▶ [TRY IT]: The reply has to contain each record exactly as written.

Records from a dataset
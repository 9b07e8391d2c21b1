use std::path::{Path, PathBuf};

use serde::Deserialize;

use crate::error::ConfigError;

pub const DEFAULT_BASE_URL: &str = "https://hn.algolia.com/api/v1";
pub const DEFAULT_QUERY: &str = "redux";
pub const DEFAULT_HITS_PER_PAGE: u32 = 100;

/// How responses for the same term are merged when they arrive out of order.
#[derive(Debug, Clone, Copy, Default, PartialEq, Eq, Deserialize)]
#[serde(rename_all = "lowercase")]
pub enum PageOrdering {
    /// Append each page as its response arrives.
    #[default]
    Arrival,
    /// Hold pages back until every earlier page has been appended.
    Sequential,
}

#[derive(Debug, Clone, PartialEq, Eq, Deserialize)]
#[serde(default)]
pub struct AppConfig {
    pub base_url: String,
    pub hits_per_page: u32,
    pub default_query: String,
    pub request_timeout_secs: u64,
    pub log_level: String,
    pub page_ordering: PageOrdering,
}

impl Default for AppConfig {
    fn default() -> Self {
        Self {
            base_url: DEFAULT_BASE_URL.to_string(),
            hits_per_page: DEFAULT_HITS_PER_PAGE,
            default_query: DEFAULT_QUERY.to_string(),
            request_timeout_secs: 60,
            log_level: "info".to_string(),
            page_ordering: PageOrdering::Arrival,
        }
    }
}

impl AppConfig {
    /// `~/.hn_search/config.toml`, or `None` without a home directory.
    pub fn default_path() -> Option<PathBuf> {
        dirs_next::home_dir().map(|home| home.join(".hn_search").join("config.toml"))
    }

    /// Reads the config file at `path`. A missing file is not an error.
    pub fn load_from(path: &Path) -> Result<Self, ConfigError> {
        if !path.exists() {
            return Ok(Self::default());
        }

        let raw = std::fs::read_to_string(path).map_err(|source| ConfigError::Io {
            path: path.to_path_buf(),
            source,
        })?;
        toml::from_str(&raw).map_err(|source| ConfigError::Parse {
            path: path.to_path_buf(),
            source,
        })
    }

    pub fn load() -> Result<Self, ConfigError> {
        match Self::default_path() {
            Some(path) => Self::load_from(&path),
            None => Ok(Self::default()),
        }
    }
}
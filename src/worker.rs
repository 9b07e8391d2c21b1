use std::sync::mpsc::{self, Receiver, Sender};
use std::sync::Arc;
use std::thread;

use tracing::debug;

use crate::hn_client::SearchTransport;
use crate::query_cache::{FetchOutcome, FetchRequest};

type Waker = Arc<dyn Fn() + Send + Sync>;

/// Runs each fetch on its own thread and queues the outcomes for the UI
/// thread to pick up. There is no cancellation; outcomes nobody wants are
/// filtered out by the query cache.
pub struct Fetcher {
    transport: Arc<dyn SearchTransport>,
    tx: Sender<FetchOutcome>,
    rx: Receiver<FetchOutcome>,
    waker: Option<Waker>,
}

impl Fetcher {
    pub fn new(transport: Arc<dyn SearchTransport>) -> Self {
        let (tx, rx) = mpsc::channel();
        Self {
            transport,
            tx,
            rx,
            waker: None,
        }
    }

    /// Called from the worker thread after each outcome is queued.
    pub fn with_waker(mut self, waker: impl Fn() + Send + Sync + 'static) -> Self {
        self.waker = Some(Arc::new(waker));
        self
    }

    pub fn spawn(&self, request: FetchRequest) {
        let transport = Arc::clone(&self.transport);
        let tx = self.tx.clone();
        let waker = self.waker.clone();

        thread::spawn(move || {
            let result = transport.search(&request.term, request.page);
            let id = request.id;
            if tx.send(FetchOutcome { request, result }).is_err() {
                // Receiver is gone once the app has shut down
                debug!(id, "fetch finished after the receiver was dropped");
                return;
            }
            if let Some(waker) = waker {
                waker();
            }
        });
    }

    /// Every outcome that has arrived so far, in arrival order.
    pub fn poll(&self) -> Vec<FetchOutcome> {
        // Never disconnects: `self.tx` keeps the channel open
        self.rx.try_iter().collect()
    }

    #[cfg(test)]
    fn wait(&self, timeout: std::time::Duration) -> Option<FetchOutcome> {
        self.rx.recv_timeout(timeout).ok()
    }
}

▶ [PROBLEM SOLUTION]:
repository 9b07e8391d2c21b1
use std::path::{Path, PathBuf};

use serde::Deserialize;

use crate::error::ConfigError;

pub const DEFAULT_BASE_URL: &str = "https://hn.algolia.com/api/v1";
pub const DEFAULT_QUERY: &str = "redux";
pub const DEFAULT_HITS_PER_PAGE: u32 = 100;

/// How responses for the same term are merged when they arrive out of order.
#[derive(Debug, Clone, Copy, Default, PartialEq, Eq, Deserialize)]
#[serde(rename_all = "lowercase")]
pub enum PageOrdering {
    /// Append each page as its response arrives.
    #[default]
    Arrival,
    /// Hold pages back until every earlier page has been appended.
    Sequential,
}

#[derive(Debug, Clone, PartialEq, Eq, Deserialize)]
#[serde(default)]
pub struct AppConfig {
    pub base_url: String,
    pub hits_per_page: u32,
    pub default_query: String,
    pub request_timeout_secs: u64,
    pub log_level: String,
    pub page_ordering: PageOrdering,
}

impl Default for AppConfig {
    fn default() -> Self {
        Self {
            base_url: DEFAULT_BASE_URL.to_string(),
            hits_per_page: DEFAULT_HITS_PER_PAGE,
            default_query: DEFAULT_QUERY.to_string(),
            request_timeout_secs: 60,
            log_level: "info".to_string(),
            page_ordering: PageOrdering::Arrival,
        }
    }
}

impl AppConfig {
    /// `~/.hn_search/config.toml`, or `None` without a home directory.
    pub fn default_path() -> Option<PathBuf> {
        dirs_next::home_dir().map(|home| home.join(".hn_search").join("config.toml"))
    }

    /// Reads the config file at `path`. A missing file is not an error.
    pub fn load_from(path: &Path) -> Result<Self, ConfigError> {
        if !path.exists() {
            return Ok(Self::default());
        }

        let raw = std::fs::read_to_string(path).map_err(|source| ConfigError::Io {
            path: path.to_path_buf(),
            source,
        })?;
        toml::from_str(&raw).map_err(|source| ConfigError::Parse {
            path: path.to_path_buf(),
            source,
        })
    }

    pub fn load() -> Result<Self, ConfigError> {
        match Self::default_path() {
            Some(path) => Self::load_from(&path),
            None => Ok(Self::default()),
        }
    }
}
filename src/worker.rs
repository 9b07e8391d2c21b1
use std::sync::mpsc::{self, Receiver, Sender};
use std::sync::Arc;
use std::thread;

use tracing::debug;

use crate::hn_client::SearchTransport;
use crate::query_cache::{FetchOutcome, FetchRequest};

type Waker = Arc<dyn Fn() + Send + Sync>;

/// Runs each fetch on its own thread and queues the outcomes for the UI
/// thread to pick up. There is no cancellation; outcomes nobody wants are
/// filtered out by the query cache.
pub struct Fetcher {
    transport: Arc<dyn SearchTransport>,
    tx: Sender<FetchOutcome>,
    rx: Receiver<FetchOutcome>,
    waker: Option<Waker>,
}

impl Fetcher {
    pub fn new(transport: Arc<dyn SearchTransport>) -> Self {
        let (tx, rx) = mpsc::channel();
        Self {
            transport,
            tx,
            rx,
            waker: None,
        }
    }

    /// Called from the worker thread after each outcome is queued.
    pub fn with_waker(mut self, waker: impl Fn() + Send + Sync + 'static) -> Self {
        self.waker = Some(Arc::new(waker));
        self
    }

    pub fn spawn(&self, request: FetchRequest) {
        let transport = Arc::clone(&self.transport);
        let tx = self.tx.clone();
        let waker = self.waker.clone();

        thread::spawn(move || {
            let result = transport.search(&request.term, request.page);
            let id = request.id;
            if tx.send(FetchOutcome { request, result }).is_err() {
                // Receiver is gone once the app has shut down
                debug!(id, "fetch finished after the receiver was dropped");
                return;
            }
            if let Some(waker) = waker {
                waker();
            }
        });
    }

    /// Every outcome that has arrived so far, in arrival order.
    pub fn poll(&self) -> Vec<FetchOutcome> {
        // Never disconnects: `self.tx` keeps the channel open
        self.rx.try_iter().collect()
    }

    #[cfg(test)]
    fn wait(&self, timeout: std::time::Duration) -> Option<FetchOutcome> {
        self.rx.recv_timeout(timeout).ok()
    }
}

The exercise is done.